Et dire que l'avenir dépend des "grands communicateurs" !
C'est ainsi
que je participe à la maladie du monde chaque fois
que mes faiblesses me font céder à la pression aliénante de ce
que Simone Weil appelait " la grosse bête ", l'instinct grégaire
qui maintient la cohésion du troupeau mais freine l'éveil et peut
rendre parano. À l'inverse, je participe, à ma mesure, à
la santé du monde chaque fois qu'à la recherche d'un jaillissement
d'énergie et d'inspiration, je rapporte aux miens un récit exemplaire
de la beauté de l'humain et de la vie.
Une
image : pour
représenter les femmes, qui ont sauvé l'humanité du XXème
siècle,
ces "gitanes" d'Otto Müller.
Mon
rêve serait de voir le Maghreb se pacifier et devenir
une vaste et nouvelle Andalousie, un jardin pluri-ethnique, artistique
et spirituel.
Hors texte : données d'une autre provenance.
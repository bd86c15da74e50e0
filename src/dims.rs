use core::ops::Range;
use crate::SmootherError;

/// Largest row or column count the QP index type can address.
pub const MAX_QP_INDEX: usize = i32::MAX as usize;

/// Problem dimensions
///
/// Derived from a number of reference points.
/// Positions are interleaved as `x0, y0, x1, y1, ...`,
/// followed by one slack variable per interior point.
#[derive(Debug, Clone, Copy, PartialEq, Eq)]
pub struct ProblemDims
{
    pub num_points: usize,
    pub num_pos_vars: usize,
    pub num_slack_vars: usize,
    pub num_vars: usize,
    pub num_constraints: usize,
}

impl ProblemDims
{
    /// Derives dimensions.
    ///
    /// Returns [`SmootherError::TooFewPoints`] below 3 points,
    /// or [`SmootherError::Overflow`] if any count leaves the index range.
    pub fn new(num_points: usize) -> Result<Self, SmootherError>
    {
        if num_points < 3 {
            return Err(SmootherError::TooFewPoints(num_points));
        }

        let overflow = SmootherError::Overflow(num_points);

        let num_pos_vars = num_points.checked_mul(2).ok_or(overflow)?;
        let num_slack_vars = num_points - 2;
        let num_vars = num_pos_vars.checked_add(num_slack_vars).ok_or(overflow)?;
        let num_constraints = num_vars.checked_add(num_slack_vars).ok_or(overflow)?;

        if num_constraints > MAX_QP_INDEX {
            return Err(overflow);
        }

        Ok(ProblemDims {
            num_points,
            num_pos_vars,
            num_slack_vars,
            num_vars,
            num_constraints,
        })
    }

    /// Box constraint rows, one per position variable.
    pub fn pos_rows(&self) -> Range<usize>
    {
        0.. self.num_pos_vars
    }

    /// Slack bound rows, one per slack variable.
    pub fn slack_rows(&self) -> Range<usize>
    {
        self.num_pos_vars.. self.num_vars
    }

    /// Linearized curvature rows, one per interior point.
    pub fn curvature_rows(&self) -> Range<usize>
    {
        self.num_vars.. self.num_constraints
    }

    /// Column of the slack variable of interior point `point` (`1..=num_points-2`).
    pub fn slack_col(&self, point: usize) -> usize
    {
        assert!(point >= 1 && point + 1 < self.num_points);
        self.num_pos_vars + point - 1
    }

    /// Curvature row of interior point `point` (`1..=num_points-2`).
    pub fn curvature_row(&self, point: usize) -> usize
    {
        assert!(point >= 1 && point + 1 < self.num_points);
        self.num_vars + point - 1
    }
}

//

#[test]
fn test_dims_minimal()
{
    let d = ProblemDims::new(3).unwrap();
    assert_eq!(d.num_pos_vars, 6);
    assert_eq!(d.num_slack_vars, 1);
    assert_eq!(d.num_vars, 7);
    assert_eq!(d.num_constraints, 8);
    assert_eq!(d.slack_col(1), 6);
    assert_eq!(d.curvature_row(1), 7);
    assert_eq!(d.slack_rows(), 6.. 7);
    assert_eq!(d.curvature_rows(), 7.. 8);
}

#[test]
fn test_dims_rejects()
{
    assert_eq!(ProblemDims::new(2), Err(SmootherError::TooFewPoints(2)));
    assert_eq!(ProblemDims::new(0), Err(SmootherError::TooFewPoints(0)));
    assert_eq!(ProblemDims::new(usize::MAX), Err(SmootherError::Overflow(usize::MAX)));
    assert_eq!(ProblemDims::new(600_000_000), Err(SmootherError::Overflow(600_000_000)));
}
use float_eq::assert_float_eq;
use fempos_sqp::*;

fn flatten(dims: &ProblemDims, pts: &[(f64, f64)], slack: f64) -> Vec<f64>
{
    let mut x = vec![slack; dims.num_vars];
    for (i, p) in pts.iter().enumerate() {
        x[2 * i] = p.0;
        x[2 * i + 1] = p.1;
    }
    x
}

//

#[test]
fn test_constraint_layout()
{
    let _ = env_logger::builder().is_test(true).try_init();

    let refs = [(0., 0.), (1., 0.1), (2., -0.1), (3., 0.)];
    let bounds = [0.1, 0.2, 0.3, 0.4];
    let dims = ProblemDims::new(refs.len()).unwrap();
    let kappa_sqr = curvature_bound_sqr(&refs, 0.2);

    let c = AffineConstraint::new(&dims, &refs, &bounds, kappa_sqr);

    assert_eq!(c.mat_a.size(), (dims.num_constraints, dims.num_vars));
    assert_eq!(c.lower.len(), dims.num_constraints);
    assert_eq!(c.upper.len(), dims.num_constraints);

    for (i, (&(x, y), &b)) in refs.iter().zip(&bounds).enumerate() {
        assert_float_eq!(c.lower[2 * i], x - b, abs <= 1e-12);
        assert_float_eq!(c.upper[2 * i], x + b, abs <= 1e-12);
        assert_float_eq!(c.lower[2 * i + 1], y - b, abs <= 1e-12);
        assert_float_eq!(c.upper[2 * i + 1], y + b, abs <= 1e-12);
    }
    for r in dims.slack_rows() {
        assert_eq!(c.lower[r], 0.);
        assert_eq!(c.upper[r], QP_INFTY);
    }
    for r in dims.curvature_rows() {
        assert_eq!(c.lower[r], -QP_INFTY);
        assert!(c.upper[r] < QP_INFTY);
    }

    // identity over every variable
    for v in 0.. dims.num_vars {
        assert_eq!(c.mat_a.get(v, v), 1.);
    }
    // slack enters its own curvature row only
    for i in 1.. refs.len() - 1 {
        let col = dims.slack_col(i);
        assert_eq!(c.mat_a.get(dims.curvature_row(i), col), -1.);
        assert_eq!(c.mat_a.col(col).count(), 2);
    }
    // first and last points touch one stencil, the others more
    assert_eq!(c.mat_a.col(0).count(), 2);
    assert_eq!(c.mat_a.col(2).count(), 3);
    assert_eq!(c.mat_a.col(4).count(), 3);
    assert_eq!(c.mat_a.col(6).count(), 2);
}

#[test]
fn test_constraint_linearization()
{
    let _ = env_logger::builder().is_test(true).try_init();

    let refs = [(0., 0.), (1., 0.), (2., 0.), (3., 0.), (4., 0.)];
    let bounds = [0.5; 5];
    let dims = ProblemDims::new(refs.len()).unwrap();
    let kappa_sqr = curvature_bound_sqr(&refs, 0.2);
    assert_float_eq!(kappa_sqr, 0.04, abs <= 1e-12);

    let mut c = AffineConstraint::new(&dims, &refs, &bounds, kappa_sqr);
    let indptr = c.mat_a.indptr().to_vec();
    let indices = c.mat_a.indices().to_vec();

    // straight line: zero gradient
    for r in dims.curvature_rows() {
        assert_float_eq!(c.upper[r], kappa_sqr, abs <= 1e-12);
    }

    let iterate = [(0., 0.), (1., 0.2), (2., -0.1), (3., 0.3), (4., 0.)];
    c.update(&dims, &iterate, kappa_sqr);

    assert_eq!(c.mat_a.indptr(), indptr.as_slice());
    assert_eq!(c.mat_a.indices(), indices.as_slice());

    // at the iterate, row minus upper bound equals |d|^2 - kappa^2
    let x = flatten(&dims, &iterate, 0.);
    let mut ax = vec![0.; dims.num_constraints];
    c.mat_a.mul_vec(1., &x, 0., &mut ax);

    for i in 1.. iterate.len() - 1 {
        let dx = iterate[i - 1].0 - 2. * iterate[i].0 + iterate[i + 1].0;
        let dy = iterate[i - 1].1 - 2. * iterate[i].1 + iterate[i + 1].1;
        let r = dims.curvature_row(i);

        assert_float_eq!(ax[r] - c.upper[r], dx * dx + dy * dy - kappa_sqr, abs <= 1e-12);
    }

    // a unit of slack relaxes its row by one
    let xs = flatten(&dims, &iterate, 1.);
    let mut axs = vec![0.; dims.num_constraints];
    c.mat_a.mul_vec(1., &xs, 0., &mut axs);
    for r in dims.curvature_rows() {
        assert_float_eq!(axs[r], ax[r] - 1., abs <= 1e-12);
    }

    // box rows stay
    for (i, &(x, _)) in refs.iter().enumerate() {
        assert_float_eq!(c.lower[2 * i], x - 0.5, abs <= 1e-12);
    }
}

#[test]
fn test_constraint_unbounded_curvature()
{
    let _ = env_logger::builder().is_test(true).try_init();

    let refs = [(0., 0.), (1., 1.), (2., 0.)];
    let dims = ProblemDims::new(refs.len()).unwrap();
    let kappa_sqr = curvature_bound_sqr(&refs, f64::INFINITY);
    assert!(kappa_sqr.is_infinite());

    let c = AffineConstraint::new(&dims, &refs, &[1.; 3], kappa_sqr);
    assert_eq!(c.upper[dims.curvature_row(1)], QP_INFTY);
}

#[test]
fn test_warm_start_layout()
{
    let _ = env_logger::builder().is_test(true).try_init();

    let refs = [(0., 1.), (2., 3.), (4., 5.), (6., 7.)];
    let dims = ProblemDims::new(refs.len()).unwrap();

    let ws = PrimalWarmStart::new(&dims, &refs);
    assert_eq!(ws.as_slice(), flatten(&dims, &refs, 0.).as_slice());
}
Cela changerait tout.
Lieu
privilégié : Les îles grecques, peut-être Lesbos, mais
je n'y suis pas allé depuis longtemps...
Lieu
magique : quelque part sur une mer delphinienne, avec
ma femme, mes quatre enfants, ma toujours jeune maman, et toutes
les familles de mes cinq frères et soeur, qui vivent dispersés
de par le monde, et que je n'ai plus vus réunis depuis bien des
années...
Livres
: Ceux
d'Henri Miller, de Boulgakov et de Nikos Kasantsakis.
Films : Barberousse
de Kurosawa, Le Fleuve de Jean Renoir, Latchodrome de Toni Gatlif.
Musiques : Les
intégrales de Fela Anikulapo Kuti et de Mozart. Des musiques populaires
marocaines.
Techniques :
L'exercice
de l'algue (wakamé) enseignée par le shintaïdo, art gestuel dérivé
du karaté.
Associations :
La
Société des Gens de Gestes, qu'avec Albert Palma, Arthur H. et
quelques autres nous animons à longueur d'année.